##### DATA FOR THE TASK #####
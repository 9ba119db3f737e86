//! Error creation, message formatting and soft/hard classification

use chrono::NaiveDate;
use rusty_cucopy::data::Period;
use rusty_cucopy::error::CucopyError;

#[cfg(test)]
mod error_tests {
    use super::*;

    // ========== Hard failures ==========

    #[test]
    fn test_invalid_date_format() {
        let err = CucopyError::InvalidDateFormat("2010-13-32".to_string());
        let msg = err.to_string();
        assert!(msg.contains("2010-13-32"));
        assert!(msg.contains("YYYY-MM-DD"));
        assert!(!err.is_soft());
    }

    #[test]
    fn test_invalid_date_order() {
        let err = CucopyError::InvalidDateOrder {
            from: NaiveDate::from_ymd_opt(2020, 1, 1).unwrap(),
            to: NaiveDate::from_ymd_opt(2010, 1, 1).unwrap(),
        };
        let msg = err.to_string();
        assert!(msg.contains("2020-01-01"));
        assert!(msg.contains("2010-01-01"));
        assert!(!err.is_soft());
    }

    #[test]
    fn test_data_source() {
        let err = CucopyError::DataSource("Column 'Country Code' not found".to_string());
        assert!(err.to_string().contains("Country Code"));
        assert!(!err.is_soft());
    }

    #[test]
    fn test_io_conversion() {
        let io = std::io::Error::new(std::io::ErrorKind::NotFound, "gone");
        let err: CucopyError = io.into();
        assert!(matches!(err, CucopyError::IoError(_)));
        assert!(err.to_string().contains("gone"));
    }

    #[test]
    fn test_notation_errors() {
        assert!(CucopyError::UnsupportedNotation("Q".into())
            .to_string()
            .contains("'Q' not supported"));
        assert!(CucopyError::DuplicateNotation("K".into())
            .to_string()
            .contains("'K' already defined"));
    }

    // ========== Soft failures ==========

    #[test]
    fn test_index_unavailable() {
        let err = CucopyError::IndexUnavailable {
            region: "DEU".to_string(),
            period: Period::monthly(2032, 9),
            earliest: Some(Period::monthly(1991, 1)),
            latest: Some(Period::monthly(2021, 12)),
        };
        let msg = err.to_string();
        assert!(msg.contains("DEU"));
        assert!(msg.contains("2032-09"));
        assert!(msg.contains("1991-01"));
        assert!(msg.contains("2021-12"));
        assert!(err.is_soft());
    }

    #[test]
    fn test_missing_collaborators() {
        assert!(CucopyError::MissingTargetDate
            .to_string()
            .contains("set_target_date"));
        assert!(CucopyError::MissingResolver
            .to_string()
            .contains("attach_resolver"));
        assert!(CucopyError::MissingResolver.is_soft());
        assert!(CucopyError::MissingRegion.is_soft());
    }

    #[test]
    fn test_unknown_region_and_cycle() {
        assert!(CucopyError::UnknownRegion("ABC".into()).is_soft());
        let cycle = CucopyError::FallbackCycle {
            region: "AAA".into(),
            chain: vec!["AAA".into(), "BBB".into()],
        };
        assert!(cycle.is_soft());
        assert!(cycle.to_string().contains("AAA -> BBB"));
    }
}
#####
→ **PROBLEM**
If a line in the entries contains "NaiveDate", copy it.

→ **RESULT OF THE TASK**
use chrono::NaiveDate;
            from: NaiveDate::from_ymd_opt(2020, 1, 1).unwrap(),
            to: NaiveDate::from_ymd_opt(2010, 1, 1).unwrap(),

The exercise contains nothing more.